In the data below, one line contains "filename crates/cash/src/error.rs" and a later one contains "match entry dates.". Print both, with every line between them, exactly and alone.

─── AVAILABLE DATA ───

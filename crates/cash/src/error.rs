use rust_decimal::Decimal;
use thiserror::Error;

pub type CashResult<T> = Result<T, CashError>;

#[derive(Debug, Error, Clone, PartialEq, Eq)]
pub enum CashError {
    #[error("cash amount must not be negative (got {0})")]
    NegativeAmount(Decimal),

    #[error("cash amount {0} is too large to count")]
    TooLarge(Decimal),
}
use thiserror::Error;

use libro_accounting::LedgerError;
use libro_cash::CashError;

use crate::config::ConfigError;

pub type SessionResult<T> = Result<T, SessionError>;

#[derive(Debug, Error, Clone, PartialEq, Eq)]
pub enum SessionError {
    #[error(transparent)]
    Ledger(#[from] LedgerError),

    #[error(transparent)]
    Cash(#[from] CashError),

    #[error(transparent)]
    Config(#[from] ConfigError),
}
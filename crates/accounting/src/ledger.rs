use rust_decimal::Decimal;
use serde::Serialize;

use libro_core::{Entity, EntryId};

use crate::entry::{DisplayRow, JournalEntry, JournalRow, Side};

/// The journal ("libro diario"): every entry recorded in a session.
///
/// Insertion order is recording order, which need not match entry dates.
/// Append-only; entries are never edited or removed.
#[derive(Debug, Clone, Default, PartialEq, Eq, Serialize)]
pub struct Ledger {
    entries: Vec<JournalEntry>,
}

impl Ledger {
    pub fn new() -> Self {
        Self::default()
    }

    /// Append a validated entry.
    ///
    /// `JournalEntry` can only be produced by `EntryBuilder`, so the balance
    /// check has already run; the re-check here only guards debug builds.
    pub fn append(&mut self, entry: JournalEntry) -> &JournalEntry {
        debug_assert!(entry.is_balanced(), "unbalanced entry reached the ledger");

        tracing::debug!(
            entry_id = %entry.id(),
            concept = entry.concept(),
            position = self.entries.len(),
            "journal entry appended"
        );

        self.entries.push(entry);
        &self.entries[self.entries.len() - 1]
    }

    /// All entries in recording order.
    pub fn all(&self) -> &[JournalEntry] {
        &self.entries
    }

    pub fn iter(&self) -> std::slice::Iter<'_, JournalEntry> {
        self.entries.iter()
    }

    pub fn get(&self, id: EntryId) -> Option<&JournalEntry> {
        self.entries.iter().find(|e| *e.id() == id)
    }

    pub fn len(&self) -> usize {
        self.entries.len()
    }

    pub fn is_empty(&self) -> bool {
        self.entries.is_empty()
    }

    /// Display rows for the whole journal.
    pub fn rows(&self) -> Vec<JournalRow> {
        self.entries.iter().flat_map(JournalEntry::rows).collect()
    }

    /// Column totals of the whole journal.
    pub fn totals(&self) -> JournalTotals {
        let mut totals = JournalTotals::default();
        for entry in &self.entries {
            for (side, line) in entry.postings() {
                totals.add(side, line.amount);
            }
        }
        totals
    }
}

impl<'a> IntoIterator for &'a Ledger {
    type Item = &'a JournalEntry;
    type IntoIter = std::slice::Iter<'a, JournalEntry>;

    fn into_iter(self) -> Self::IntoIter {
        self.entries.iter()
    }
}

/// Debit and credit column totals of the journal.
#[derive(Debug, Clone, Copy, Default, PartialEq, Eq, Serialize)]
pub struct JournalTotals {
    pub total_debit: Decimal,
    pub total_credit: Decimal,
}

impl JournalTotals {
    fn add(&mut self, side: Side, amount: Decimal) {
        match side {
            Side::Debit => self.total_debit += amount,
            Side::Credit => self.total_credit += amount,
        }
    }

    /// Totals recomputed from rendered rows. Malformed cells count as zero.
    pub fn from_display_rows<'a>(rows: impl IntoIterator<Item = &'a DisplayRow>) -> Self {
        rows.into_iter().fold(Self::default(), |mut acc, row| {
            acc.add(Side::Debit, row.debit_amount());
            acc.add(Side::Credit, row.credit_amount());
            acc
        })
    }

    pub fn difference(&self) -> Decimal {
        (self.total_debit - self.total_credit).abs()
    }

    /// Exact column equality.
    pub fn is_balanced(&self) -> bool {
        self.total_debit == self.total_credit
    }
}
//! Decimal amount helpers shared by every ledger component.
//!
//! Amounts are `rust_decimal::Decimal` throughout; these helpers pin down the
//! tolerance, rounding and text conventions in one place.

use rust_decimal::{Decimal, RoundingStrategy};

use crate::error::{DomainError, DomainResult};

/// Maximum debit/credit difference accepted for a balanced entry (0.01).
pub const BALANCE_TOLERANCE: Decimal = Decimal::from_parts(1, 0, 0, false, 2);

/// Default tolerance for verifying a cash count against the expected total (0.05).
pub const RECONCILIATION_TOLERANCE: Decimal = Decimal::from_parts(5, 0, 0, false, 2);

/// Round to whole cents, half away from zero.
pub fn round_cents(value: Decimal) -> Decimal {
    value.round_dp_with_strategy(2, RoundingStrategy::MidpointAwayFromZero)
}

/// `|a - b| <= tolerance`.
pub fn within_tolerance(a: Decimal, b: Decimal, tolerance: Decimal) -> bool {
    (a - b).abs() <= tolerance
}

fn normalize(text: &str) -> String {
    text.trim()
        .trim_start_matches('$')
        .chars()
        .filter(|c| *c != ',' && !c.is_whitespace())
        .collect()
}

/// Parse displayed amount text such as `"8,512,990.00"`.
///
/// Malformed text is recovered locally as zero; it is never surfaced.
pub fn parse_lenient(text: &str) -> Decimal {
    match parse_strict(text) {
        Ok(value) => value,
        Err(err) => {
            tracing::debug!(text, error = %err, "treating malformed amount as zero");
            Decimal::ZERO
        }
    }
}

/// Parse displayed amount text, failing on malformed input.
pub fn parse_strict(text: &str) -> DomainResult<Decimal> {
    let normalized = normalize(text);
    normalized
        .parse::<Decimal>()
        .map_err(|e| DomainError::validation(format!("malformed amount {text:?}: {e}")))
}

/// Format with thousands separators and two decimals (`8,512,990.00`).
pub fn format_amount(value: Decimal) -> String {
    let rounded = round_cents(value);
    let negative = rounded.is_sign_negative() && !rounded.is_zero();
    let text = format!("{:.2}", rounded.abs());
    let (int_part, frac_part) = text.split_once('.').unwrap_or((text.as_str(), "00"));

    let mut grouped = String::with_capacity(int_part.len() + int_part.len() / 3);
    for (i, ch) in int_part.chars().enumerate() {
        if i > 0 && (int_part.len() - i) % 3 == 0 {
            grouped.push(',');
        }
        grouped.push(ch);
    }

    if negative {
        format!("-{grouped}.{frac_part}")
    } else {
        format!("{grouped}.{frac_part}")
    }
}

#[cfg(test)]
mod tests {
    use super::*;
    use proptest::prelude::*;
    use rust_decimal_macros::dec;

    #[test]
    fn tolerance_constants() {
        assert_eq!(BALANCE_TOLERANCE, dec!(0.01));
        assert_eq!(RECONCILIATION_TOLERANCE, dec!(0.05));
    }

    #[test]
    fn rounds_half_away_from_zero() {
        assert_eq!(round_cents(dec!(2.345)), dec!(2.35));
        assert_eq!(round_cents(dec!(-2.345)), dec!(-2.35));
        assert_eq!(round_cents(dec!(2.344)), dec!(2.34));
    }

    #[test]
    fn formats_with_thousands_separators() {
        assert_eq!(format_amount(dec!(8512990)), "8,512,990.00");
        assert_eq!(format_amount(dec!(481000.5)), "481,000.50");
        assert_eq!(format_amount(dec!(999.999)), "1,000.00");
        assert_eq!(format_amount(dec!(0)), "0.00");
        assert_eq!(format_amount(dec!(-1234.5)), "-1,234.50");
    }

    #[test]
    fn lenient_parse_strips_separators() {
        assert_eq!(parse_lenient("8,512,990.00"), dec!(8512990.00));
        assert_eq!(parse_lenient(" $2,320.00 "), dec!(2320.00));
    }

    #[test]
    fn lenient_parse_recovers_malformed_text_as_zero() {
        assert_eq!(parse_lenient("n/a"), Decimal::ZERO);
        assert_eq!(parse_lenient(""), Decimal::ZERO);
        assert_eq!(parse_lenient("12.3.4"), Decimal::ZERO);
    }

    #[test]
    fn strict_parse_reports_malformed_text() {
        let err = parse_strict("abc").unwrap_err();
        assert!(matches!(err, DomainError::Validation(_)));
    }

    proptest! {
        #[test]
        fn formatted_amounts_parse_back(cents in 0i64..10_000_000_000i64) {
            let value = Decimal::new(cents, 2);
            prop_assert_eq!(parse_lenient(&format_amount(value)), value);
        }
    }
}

───
─── AVAILABLE DATA ───

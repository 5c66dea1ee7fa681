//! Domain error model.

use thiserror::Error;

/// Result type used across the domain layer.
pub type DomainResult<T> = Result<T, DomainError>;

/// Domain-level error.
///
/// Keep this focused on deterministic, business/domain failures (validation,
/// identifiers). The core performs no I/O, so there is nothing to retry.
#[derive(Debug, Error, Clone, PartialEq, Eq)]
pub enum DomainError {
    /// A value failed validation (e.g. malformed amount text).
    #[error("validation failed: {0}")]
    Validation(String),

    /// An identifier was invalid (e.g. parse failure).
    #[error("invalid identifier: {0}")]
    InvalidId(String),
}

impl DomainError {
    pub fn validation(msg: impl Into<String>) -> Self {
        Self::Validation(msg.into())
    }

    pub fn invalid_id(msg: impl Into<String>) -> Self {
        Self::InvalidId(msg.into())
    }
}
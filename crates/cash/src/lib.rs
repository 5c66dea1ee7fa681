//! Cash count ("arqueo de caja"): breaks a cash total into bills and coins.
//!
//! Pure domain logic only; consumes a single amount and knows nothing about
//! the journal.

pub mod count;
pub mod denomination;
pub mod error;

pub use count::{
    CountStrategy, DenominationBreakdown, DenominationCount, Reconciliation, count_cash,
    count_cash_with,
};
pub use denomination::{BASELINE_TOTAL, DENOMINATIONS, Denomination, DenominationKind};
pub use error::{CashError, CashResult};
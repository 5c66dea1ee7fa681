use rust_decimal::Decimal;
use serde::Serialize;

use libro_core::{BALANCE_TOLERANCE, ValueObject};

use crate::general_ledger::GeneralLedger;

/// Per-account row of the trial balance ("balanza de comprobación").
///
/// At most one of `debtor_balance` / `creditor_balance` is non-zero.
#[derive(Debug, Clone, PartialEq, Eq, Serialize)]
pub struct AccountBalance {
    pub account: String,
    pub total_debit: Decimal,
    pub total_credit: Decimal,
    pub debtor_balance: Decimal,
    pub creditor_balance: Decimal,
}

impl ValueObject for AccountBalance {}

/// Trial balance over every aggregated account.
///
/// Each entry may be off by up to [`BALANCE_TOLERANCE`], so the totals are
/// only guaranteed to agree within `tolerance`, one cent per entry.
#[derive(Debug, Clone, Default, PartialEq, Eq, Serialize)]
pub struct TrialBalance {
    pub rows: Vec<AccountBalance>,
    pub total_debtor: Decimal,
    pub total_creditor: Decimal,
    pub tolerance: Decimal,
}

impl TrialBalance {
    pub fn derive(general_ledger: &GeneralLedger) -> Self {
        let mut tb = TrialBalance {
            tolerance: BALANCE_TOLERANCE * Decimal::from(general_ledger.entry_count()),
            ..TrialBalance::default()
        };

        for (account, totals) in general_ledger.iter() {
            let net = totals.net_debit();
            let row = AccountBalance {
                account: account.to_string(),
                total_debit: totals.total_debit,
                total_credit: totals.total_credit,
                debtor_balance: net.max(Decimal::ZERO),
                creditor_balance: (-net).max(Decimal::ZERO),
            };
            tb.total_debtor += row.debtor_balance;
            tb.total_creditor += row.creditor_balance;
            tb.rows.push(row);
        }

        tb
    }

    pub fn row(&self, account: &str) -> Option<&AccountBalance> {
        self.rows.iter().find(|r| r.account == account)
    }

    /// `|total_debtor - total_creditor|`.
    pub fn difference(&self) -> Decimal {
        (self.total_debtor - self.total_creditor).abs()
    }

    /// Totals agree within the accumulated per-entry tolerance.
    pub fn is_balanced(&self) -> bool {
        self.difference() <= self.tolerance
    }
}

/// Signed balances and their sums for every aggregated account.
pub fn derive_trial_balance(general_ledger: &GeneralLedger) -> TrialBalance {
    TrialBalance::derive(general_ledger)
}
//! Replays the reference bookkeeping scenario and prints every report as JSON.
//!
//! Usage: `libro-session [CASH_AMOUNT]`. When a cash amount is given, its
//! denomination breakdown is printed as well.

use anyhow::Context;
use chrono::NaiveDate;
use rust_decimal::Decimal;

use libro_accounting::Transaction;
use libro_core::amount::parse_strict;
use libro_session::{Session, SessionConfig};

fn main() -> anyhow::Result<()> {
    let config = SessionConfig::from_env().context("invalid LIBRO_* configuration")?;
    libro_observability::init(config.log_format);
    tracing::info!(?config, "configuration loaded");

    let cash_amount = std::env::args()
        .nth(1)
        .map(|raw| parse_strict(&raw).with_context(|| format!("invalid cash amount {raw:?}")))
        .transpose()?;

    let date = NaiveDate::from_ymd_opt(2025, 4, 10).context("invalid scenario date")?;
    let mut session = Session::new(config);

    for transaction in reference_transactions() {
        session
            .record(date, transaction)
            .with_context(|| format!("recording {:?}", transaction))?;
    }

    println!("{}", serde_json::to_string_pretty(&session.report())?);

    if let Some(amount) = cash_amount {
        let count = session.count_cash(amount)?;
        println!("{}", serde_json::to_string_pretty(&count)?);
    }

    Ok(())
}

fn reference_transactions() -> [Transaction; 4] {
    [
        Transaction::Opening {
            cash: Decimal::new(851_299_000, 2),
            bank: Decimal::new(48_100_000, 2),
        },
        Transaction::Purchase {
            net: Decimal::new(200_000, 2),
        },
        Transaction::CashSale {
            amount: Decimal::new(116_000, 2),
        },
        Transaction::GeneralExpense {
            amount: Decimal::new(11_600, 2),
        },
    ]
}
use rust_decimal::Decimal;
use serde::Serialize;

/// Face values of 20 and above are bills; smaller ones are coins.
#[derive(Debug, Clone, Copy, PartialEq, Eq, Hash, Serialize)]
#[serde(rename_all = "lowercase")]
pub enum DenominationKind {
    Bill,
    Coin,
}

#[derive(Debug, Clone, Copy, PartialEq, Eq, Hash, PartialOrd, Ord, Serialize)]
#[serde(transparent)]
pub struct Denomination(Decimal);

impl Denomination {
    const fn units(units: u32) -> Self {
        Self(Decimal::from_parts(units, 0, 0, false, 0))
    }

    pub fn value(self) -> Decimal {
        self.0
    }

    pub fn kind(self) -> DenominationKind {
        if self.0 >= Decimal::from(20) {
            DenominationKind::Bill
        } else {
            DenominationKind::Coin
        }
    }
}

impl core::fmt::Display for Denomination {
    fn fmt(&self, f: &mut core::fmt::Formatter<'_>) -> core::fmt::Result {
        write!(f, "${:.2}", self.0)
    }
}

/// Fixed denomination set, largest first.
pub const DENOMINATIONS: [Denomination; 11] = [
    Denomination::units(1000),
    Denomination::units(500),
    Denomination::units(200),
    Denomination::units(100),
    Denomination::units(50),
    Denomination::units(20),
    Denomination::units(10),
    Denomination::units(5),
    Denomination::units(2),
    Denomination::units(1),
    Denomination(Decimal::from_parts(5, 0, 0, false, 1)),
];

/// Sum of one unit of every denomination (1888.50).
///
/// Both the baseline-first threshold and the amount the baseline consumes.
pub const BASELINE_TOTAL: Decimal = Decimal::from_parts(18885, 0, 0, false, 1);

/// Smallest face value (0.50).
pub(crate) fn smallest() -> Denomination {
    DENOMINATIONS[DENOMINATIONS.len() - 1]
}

───
─── AVAILABLE DATA ───

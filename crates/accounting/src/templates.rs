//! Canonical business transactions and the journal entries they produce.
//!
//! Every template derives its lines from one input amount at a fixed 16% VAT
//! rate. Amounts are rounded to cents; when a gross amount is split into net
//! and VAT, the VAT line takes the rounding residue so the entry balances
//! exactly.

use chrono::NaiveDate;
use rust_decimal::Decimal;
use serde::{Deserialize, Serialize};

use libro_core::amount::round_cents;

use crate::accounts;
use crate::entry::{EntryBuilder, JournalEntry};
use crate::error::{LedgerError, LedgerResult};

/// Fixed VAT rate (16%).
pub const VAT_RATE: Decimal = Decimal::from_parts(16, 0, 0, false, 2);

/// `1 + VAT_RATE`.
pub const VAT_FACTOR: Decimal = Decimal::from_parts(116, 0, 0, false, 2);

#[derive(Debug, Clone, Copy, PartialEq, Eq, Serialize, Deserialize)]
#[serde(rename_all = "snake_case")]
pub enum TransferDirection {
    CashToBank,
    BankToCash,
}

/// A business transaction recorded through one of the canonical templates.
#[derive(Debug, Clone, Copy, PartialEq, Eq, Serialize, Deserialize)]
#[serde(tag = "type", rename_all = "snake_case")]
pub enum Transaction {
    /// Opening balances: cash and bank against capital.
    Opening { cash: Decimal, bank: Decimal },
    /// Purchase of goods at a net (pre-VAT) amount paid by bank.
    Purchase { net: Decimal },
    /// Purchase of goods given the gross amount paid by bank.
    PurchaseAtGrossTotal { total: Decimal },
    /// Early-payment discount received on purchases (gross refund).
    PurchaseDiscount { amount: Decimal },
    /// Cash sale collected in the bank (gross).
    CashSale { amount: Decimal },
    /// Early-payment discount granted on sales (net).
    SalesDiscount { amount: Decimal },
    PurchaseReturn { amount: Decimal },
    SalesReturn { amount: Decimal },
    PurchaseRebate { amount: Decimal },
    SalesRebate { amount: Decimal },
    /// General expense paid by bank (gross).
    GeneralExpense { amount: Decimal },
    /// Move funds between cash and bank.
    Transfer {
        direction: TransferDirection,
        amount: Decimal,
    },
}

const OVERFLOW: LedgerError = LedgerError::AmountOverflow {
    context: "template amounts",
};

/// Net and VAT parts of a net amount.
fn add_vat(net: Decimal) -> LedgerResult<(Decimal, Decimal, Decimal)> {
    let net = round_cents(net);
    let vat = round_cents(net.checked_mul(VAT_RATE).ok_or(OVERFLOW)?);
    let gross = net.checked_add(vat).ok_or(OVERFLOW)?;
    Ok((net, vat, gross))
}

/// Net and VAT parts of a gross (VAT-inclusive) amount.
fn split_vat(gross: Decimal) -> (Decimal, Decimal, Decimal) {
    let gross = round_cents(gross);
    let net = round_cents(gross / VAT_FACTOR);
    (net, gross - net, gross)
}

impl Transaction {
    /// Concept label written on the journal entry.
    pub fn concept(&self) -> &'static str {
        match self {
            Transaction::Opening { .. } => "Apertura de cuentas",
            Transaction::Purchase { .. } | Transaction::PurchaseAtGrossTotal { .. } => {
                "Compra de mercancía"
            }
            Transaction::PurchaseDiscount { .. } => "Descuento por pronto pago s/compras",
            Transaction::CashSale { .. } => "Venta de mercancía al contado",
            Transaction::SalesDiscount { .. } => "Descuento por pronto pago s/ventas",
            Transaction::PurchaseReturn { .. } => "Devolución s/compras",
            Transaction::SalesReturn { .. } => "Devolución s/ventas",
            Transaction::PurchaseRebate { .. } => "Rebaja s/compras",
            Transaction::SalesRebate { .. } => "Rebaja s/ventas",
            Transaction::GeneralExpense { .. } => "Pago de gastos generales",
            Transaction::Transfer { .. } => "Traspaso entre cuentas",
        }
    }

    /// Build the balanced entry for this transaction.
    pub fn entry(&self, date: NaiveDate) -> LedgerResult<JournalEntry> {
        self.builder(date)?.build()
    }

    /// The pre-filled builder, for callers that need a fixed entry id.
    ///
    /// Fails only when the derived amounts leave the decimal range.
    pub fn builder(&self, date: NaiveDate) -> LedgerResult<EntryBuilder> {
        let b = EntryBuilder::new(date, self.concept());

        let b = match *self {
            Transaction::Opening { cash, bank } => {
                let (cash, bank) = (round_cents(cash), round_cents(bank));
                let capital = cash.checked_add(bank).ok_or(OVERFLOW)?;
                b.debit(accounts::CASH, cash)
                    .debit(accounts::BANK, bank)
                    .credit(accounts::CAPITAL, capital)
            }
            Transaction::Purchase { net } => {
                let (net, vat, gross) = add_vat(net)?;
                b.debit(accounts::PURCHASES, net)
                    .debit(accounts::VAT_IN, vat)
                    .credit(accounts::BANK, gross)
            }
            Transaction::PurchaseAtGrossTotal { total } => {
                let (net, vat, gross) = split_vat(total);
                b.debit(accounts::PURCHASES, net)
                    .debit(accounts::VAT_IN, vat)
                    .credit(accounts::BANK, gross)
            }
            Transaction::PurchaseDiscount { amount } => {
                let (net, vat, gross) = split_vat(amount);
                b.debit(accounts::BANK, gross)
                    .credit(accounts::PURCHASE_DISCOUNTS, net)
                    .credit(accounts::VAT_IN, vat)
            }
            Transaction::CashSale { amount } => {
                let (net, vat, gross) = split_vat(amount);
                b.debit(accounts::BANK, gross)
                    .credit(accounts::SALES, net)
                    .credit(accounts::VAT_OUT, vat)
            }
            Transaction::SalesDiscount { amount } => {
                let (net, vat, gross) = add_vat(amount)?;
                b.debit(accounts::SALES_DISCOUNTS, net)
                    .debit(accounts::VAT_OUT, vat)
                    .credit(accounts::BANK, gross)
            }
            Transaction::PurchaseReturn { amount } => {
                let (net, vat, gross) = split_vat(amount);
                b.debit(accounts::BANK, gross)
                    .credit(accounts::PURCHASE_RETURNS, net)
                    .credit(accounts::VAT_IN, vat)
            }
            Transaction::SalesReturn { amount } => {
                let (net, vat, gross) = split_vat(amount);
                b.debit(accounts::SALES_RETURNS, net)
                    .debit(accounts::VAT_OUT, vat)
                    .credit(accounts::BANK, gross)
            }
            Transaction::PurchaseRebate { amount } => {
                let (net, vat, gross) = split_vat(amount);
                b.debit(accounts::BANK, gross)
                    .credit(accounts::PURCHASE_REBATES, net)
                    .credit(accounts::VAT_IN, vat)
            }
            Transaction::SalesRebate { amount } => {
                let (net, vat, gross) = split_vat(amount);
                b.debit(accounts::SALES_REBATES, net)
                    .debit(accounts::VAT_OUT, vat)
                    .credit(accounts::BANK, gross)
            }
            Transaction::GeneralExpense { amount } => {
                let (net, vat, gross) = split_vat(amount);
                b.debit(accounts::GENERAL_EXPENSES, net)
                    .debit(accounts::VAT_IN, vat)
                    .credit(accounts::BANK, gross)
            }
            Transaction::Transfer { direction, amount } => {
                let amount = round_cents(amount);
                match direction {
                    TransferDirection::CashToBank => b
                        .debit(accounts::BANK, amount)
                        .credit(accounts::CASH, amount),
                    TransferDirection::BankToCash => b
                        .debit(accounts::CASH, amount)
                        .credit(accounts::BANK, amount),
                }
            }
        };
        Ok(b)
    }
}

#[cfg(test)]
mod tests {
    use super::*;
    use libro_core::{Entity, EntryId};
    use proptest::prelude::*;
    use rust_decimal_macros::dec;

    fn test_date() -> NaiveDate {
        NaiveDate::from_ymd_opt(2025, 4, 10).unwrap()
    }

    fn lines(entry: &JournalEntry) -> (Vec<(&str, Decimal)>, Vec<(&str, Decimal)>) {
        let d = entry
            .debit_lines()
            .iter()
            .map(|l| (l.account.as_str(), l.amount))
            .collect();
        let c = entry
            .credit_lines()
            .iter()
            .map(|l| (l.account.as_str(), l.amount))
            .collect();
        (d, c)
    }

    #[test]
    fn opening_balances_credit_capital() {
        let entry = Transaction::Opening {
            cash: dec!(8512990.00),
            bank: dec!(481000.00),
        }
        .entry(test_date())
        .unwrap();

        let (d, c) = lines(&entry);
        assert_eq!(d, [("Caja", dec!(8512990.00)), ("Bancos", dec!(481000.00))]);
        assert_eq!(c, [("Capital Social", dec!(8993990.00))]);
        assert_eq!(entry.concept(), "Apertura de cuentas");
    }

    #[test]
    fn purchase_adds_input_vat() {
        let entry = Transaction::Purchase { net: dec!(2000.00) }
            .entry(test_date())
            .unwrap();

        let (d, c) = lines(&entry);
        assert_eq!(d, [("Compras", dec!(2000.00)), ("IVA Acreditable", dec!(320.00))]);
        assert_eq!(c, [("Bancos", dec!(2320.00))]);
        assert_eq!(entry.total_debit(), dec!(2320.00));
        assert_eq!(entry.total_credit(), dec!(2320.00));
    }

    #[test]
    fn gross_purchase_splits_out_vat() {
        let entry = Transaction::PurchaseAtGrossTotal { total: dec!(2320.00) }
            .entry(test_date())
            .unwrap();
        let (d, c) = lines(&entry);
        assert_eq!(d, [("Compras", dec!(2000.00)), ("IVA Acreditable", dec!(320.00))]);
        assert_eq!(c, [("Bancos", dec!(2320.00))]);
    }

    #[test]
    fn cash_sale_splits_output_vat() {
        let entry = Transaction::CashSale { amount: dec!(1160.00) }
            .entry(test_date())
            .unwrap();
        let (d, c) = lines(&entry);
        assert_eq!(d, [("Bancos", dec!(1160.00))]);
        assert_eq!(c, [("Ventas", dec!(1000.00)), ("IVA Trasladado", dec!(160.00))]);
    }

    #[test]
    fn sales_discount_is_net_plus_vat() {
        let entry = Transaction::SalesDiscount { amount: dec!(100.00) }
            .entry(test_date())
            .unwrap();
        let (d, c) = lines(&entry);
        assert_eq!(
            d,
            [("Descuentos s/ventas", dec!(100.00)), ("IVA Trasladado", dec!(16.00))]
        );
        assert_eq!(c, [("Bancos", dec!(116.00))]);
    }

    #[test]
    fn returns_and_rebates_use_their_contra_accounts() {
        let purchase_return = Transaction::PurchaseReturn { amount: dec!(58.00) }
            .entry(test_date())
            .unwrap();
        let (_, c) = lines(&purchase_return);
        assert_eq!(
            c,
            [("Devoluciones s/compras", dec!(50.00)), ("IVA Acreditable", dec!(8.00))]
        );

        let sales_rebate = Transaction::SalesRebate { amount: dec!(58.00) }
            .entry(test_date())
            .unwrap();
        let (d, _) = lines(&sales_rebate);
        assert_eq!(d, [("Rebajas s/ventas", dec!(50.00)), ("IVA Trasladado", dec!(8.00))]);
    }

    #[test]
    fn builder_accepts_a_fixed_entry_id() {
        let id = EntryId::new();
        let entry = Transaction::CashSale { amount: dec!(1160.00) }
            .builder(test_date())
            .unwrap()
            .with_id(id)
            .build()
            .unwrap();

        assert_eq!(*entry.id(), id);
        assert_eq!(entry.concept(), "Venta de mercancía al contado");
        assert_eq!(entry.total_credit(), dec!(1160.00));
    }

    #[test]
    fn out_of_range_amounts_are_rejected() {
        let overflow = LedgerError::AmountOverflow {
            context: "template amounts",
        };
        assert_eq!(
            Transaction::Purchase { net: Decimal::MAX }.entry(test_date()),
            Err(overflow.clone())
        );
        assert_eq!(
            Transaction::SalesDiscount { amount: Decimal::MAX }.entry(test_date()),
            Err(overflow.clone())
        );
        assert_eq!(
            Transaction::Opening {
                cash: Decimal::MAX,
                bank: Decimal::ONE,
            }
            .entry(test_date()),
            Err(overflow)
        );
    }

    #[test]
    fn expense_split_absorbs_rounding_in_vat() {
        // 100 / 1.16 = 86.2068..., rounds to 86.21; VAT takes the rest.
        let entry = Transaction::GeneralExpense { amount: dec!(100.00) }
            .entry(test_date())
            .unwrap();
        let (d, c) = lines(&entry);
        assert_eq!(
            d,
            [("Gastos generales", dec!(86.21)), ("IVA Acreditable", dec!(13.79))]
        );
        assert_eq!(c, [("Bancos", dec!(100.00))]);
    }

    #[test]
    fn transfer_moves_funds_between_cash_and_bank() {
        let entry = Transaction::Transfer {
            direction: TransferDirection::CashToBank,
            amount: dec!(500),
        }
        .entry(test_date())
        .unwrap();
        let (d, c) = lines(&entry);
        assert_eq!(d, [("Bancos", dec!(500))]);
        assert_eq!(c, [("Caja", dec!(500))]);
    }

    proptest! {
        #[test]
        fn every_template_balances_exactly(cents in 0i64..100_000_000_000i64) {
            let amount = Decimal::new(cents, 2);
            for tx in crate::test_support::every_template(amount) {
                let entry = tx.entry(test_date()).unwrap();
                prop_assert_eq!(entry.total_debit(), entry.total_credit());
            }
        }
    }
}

───

• [ANSWER BOX]
filename crates/cash/src/error.rs
use rust_decimal::Decimal;
use thiserror::Error;

pub type CashResult<T> = Result<T, CashError>;

#[derive(Debug, Error, Clone, PartialEq, Eq)]
pub enum CashError {
    #[error("cash amount must not be negative (got {0})")]
    NegativeAmount(Decimal),

    #[error("cash amount {0} is too large to count")]
    TooLarge(Decimal),
}
use thiserror::Error;

use libro_accounting::LedgerError;
use libro_cash::CashError;

use crate::config::ConfigError;

pub type SessionResult<T> = Result<T, SessionError>;

#[derive(Debug, Error, Clone, PartialEq, Eq)]
pub enum SessionError {
    #[error(transparent)]
    Ledger(#[from] LedgerError),

    #[error(transparent)]
    Cash(#[from] CashError),

    #[error(transparent)]
    Config(#[from] ConfigError),
}
filename crates/accounting/src/ledger.rs
use rust_decimal::Decimal;
use serde::Serialize;

use libro_core::{Entity, EntryId};

use crate::entry::{DisplayRow, JournalEntry, JournalRow, Side};

/// The journal ("libro diario"): every entry recorded in a session.
///
/// Insertion order is recording order, which need not match entry dates.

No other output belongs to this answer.